Stored data:

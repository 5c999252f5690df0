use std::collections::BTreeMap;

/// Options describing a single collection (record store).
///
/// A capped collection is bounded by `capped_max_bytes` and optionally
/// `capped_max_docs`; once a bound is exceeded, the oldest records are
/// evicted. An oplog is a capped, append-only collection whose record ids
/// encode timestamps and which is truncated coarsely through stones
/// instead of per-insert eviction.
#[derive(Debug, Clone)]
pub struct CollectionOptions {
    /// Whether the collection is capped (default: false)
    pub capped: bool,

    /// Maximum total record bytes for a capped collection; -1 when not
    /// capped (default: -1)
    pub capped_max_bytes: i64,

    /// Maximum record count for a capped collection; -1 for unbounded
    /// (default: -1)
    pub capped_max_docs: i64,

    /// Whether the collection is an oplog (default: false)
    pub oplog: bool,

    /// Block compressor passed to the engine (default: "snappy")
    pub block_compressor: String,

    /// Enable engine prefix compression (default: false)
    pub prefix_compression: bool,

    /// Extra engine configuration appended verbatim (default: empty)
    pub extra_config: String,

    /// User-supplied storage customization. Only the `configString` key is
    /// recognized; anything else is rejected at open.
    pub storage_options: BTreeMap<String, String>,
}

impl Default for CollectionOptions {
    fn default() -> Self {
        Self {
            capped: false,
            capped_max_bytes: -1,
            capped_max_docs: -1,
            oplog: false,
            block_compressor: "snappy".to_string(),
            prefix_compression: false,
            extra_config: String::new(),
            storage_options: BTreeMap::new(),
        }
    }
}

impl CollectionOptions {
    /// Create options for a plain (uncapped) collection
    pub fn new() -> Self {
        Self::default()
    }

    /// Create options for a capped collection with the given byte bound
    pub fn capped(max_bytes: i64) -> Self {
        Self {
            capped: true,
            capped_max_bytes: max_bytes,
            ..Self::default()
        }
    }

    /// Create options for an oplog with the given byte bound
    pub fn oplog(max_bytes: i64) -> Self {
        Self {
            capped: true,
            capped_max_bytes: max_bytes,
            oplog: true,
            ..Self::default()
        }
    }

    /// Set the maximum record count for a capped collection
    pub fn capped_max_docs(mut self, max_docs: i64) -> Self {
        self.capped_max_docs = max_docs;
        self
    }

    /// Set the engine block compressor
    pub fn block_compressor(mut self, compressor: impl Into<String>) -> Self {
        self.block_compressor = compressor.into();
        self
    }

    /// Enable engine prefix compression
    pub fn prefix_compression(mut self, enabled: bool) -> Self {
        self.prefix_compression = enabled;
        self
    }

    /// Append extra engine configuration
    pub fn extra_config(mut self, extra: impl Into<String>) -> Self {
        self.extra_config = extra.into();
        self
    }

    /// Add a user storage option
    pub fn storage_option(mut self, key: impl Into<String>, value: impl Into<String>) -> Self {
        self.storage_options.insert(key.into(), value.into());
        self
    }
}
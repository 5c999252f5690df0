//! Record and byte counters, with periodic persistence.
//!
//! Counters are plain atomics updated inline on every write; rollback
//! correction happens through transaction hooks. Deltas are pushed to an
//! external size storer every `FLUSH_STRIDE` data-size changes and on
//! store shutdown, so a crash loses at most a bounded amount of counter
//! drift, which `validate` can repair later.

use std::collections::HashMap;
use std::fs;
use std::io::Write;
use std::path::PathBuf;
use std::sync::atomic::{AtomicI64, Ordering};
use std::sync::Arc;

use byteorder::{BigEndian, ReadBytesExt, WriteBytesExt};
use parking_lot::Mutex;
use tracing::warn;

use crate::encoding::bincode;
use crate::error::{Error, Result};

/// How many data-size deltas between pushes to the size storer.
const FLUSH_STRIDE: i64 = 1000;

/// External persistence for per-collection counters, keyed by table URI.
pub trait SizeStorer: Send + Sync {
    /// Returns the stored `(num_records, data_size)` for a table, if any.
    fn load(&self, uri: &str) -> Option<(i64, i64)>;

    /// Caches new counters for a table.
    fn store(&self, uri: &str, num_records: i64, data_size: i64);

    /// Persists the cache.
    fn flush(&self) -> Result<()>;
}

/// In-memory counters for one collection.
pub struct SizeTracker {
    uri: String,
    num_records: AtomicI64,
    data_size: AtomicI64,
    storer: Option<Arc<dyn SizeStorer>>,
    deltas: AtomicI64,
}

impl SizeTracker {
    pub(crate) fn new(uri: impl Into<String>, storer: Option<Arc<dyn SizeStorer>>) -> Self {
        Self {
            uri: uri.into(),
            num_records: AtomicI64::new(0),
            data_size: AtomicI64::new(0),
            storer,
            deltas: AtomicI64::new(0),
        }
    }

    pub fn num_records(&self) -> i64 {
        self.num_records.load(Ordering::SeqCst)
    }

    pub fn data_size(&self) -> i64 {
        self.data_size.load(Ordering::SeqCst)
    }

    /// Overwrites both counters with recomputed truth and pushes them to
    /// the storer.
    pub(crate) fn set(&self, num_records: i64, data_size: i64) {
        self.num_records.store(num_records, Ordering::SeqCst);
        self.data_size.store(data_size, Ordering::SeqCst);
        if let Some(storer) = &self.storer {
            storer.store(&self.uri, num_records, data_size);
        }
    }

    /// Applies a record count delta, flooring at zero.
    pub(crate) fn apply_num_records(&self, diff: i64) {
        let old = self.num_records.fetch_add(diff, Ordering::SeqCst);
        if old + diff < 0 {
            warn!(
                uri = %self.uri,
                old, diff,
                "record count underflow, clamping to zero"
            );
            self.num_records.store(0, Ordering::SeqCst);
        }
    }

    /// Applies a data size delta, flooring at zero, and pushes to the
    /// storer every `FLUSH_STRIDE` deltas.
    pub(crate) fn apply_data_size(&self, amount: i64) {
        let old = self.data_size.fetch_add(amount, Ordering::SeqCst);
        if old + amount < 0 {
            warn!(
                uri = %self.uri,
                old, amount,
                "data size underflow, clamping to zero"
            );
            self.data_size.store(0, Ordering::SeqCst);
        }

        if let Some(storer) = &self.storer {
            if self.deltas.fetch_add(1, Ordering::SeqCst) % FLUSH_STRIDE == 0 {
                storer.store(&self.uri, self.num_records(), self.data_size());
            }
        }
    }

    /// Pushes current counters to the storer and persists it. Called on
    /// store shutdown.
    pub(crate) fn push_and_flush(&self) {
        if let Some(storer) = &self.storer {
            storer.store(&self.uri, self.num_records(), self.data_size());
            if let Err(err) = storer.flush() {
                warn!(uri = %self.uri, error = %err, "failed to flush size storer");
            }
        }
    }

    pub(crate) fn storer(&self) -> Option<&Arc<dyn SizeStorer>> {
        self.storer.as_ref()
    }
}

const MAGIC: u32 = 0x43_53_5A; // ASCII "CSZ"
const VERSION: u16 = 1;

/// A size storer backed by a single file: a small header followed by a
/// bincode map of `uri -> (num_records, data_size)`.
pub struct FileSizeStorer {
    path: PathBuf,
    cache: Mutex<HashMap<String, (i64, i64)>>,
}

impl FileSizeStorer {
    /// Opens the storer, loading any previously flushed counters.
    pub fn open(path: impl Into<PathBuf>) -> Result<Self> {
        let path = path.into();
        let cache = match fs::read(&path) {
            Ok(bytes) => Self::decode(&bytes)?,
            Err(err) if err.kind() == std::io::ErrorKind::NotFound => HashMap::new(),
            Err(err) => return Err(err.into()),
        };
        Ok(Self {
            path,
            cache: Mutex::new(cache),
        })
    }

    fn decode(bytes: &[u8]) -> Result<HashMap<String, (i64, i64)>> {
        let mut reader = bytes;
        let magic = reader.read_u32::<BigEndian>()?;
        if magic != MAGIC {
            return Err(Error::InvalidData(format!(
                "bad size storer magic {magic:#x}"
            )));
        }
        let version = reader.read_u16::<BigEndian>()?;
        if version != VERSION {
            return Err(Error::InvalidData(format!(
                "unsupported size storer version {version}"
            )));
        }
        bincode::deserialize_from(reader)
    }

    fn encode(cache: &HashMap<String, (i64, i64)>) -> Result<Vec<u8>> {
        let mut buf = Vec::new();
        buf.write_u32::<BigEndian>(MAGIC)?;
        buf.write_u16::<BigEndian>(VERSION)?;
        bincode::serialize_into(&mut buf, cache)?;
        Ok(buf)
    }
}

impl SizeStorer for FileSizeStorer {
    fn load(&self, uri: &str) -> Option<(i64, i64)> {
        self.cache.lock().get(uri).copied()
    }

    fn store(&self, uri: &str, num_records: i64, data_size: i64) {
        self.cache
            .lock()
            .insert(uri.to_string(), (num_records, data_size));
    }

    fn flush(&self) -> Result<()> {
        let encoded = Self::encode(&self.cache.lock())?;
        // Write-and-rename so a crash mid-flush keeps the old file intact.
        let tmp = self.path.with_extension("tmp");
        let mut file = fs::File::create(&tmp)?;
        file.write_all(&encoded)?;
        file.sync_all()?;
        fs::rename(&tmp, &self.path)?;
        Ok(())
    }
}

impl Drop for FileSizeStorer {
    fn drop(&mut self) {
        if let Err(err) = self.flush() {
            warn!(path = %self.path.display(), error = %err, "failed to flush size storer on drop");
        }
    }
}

The problem: The expected result is every line above containing the string "HashMap".

Completed task:
use std::collections::HashMap;
    cache: Mutex<HashMap<String, (i64, i64)>>,
            Err(err) if err.kind() == std::io::ErrorKind::NotFound => HashMap::new(),
    fn decode(bytes: &[u8]) -> Result<HashMap<String, (i64, i64)>> {
    fn encode(cache: &HashMap<String, (i64, i64)>) -> Result<Vec<u8>> {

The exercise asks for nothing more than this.